Exercise objective: How many separate lines in this material contain the string "Serialize"? Respond with the number alone.

Start of Information supplied

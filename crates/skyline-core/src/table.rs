//! The closed set of physical tables and their columns.
//!
//! Table and column names end up interpolated into SQL, so they are never
//! taken from free-form strings: every name the store sees comes from one of
//! these enums.

use std::{fmt, str::FromStr};

use serde::{Deserialize, Serialize};

use crate::{Error, Result};

// ─── Table ───────────────────────────────────────────────────────────────────

/// One of the three physical tables of a schema.
#[derive(Debug, Clone, Copy, PartialEq, Eq, Hash, Serialize, Deserialize)]
#[serde(rename_all = "snake_case")]
pub enum Table {
  IataCodes,
  Flights,
  Passengers,
}

impl Table {
  pub const ALL: [Table; 3] = [Table::IataCodes, Table::Flights, Table::Passengers];

  pub fn name(self) -> &'static str {
    match self {
      Table::IataCodes => "iata_codes",
      Table::Flights => "flights",
      Table::Passengers => "passengers",
    }
  }

  /// Columns in declaration order; this is the order of a raw [`Row`].
  ///
  /// [`Row`]: crate::value::Row
  pub fn columns(self) -> &'static [Column] {
    match self {
      Table::IataCodes => &[Column::Code, Column::City, Column::Country],
      Table::Flights => &[
        Column::Id,
        Column::IataDeparture,
        Column::IataArrival,
        Column::Price,
        Column::Distance,
      ],
      Table::Passengers => &[
        Column::Id,
        Column::FirstName,
        Column::LastName,
        Column::Phone,
        Column::FlightId,
      ],
    }
  }

  pub fn primary_key(self) -> Column {
    match self {
      Table::IataCodes => Column::Code,
      Table::Flights | Table::Passengers => Column::Id,
    }
  }

  pub fn has_column(self, column: Column) -> bool { self.columns().contains(&column) }

  /// Fail with [`Error::ColumnNotInTable`] unless every column belongs here.
  pub fn check_columns(self, columns: &[Column]) -> Result<()> {
    match columns.iter().find(|c| !self.has_column(**c)) {
      Some(&column) => Err(Error::ColumnNotInTable { column, table: self }),
      None => Ok(()),
    }
  }
}

impl fmt::Display for Table {
  fn fmt(&self, f: &mut fmt::Formatter<'_>) -> fmt::Result { f.write_str(self.name()) }
}

impl FromStr for Table {
  type Err = Error;

  fn from_str(s: &str) -> Result<Self> {
    Table::ALL
      .into_iter()
      .find(|t| t.name() == s)
      .ok_or_else(|| Error::UnknownTable(s.to_owned()))
  }
}

// ─── Column ──────────────────────────────────────────────────────────────────

/// A column of one of the physical tables.
///
/// `Id` is shared by `flights` and `passengers`; every other column belongs
/// to exactly one table.
#[derive(Debug, Clone, Copy, PartialEq, Eq, Hash, Serialize, Deserialize)]
#[serde(rename_all = "snake_case")]
pub enum Column {
  Code,
  City,
  Country,
  Id,
  IataDeparture,
  IataArrival,
  Price,
  Distance,
  FirstName,
  LastName,
  Phone,
  FlightId,
}

impl Column {
  pub fn name(self) -> &'static str {
    match self {
      Column::Code => "code",
      Column::City => "city",
      Column::Country => "country",
      Column::Id => "id",
      Column::IataDeparture => "iata_departure",
      Column::IataArrival => "iata_arrival",
      Column::Price => "price",
      Column::Distance => "distance",
      Column::FirstName => "first_name",
      Column::LastName => "last_name",
      Column::Phone => "phone",
      Column::FlightId => "flight_id",
    }
  }
}

impl fmt::Display for Column {
  fn fmt(&self, f: &mut fmt::Formatter<'_>) -> fmt::Result { f.write_str(self.name()) }
}

// ─── TableDescriptor ─────────────────────────────────────────────────────────

/// An entry of the root list: one table present in the schema.
#[derive(Debug, Clone, Copy, PartialEq, Eq, Serialize, Deserialize)]
pub struct TableDescriptor {
  pub table: Table,
}

impl TableDescriptor {
  pub fn new(table: Table) -> Self { Self { table } }

  pub fn name(&self) -> &'static str { self.table.name() }

  /// `iata_codes` → `Iata Codes`.
  pub fn label(&self) -> String {
    self
      .name()
      .split('_')
      .map(|word| {
        let mut chars = word.chars();
        match chars.next() {
          Some(first) => first.to_uppercase().chain(chars).collect::<String>(),
          None => String::new(),
        }
      })
      .collect::<Vec<_>>()
      .join(" ")
  }
}

// ─── Identifiers ─────────────────────────────────────────────────────────────

/// Accept only `[A-Za-z_][A-Za-z0-9_]*`.
pub fn validate_identifier(name: &str) -> Result<&str> {
  let mut chars = name.chars();
  let head_ok = chars
    .next()
    .is_some_and(|c| c.is_ascii_alphabetic() || c == '_');
  if head_ok && chars.all(|c| c.is_ascii_alphanumeric() || c == '_') {
    Ok(name)
  } else {
    Err(Error::InvalidIdentifier(name.to_owned()))
  }
}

End of Information supplied

Output of the task: 4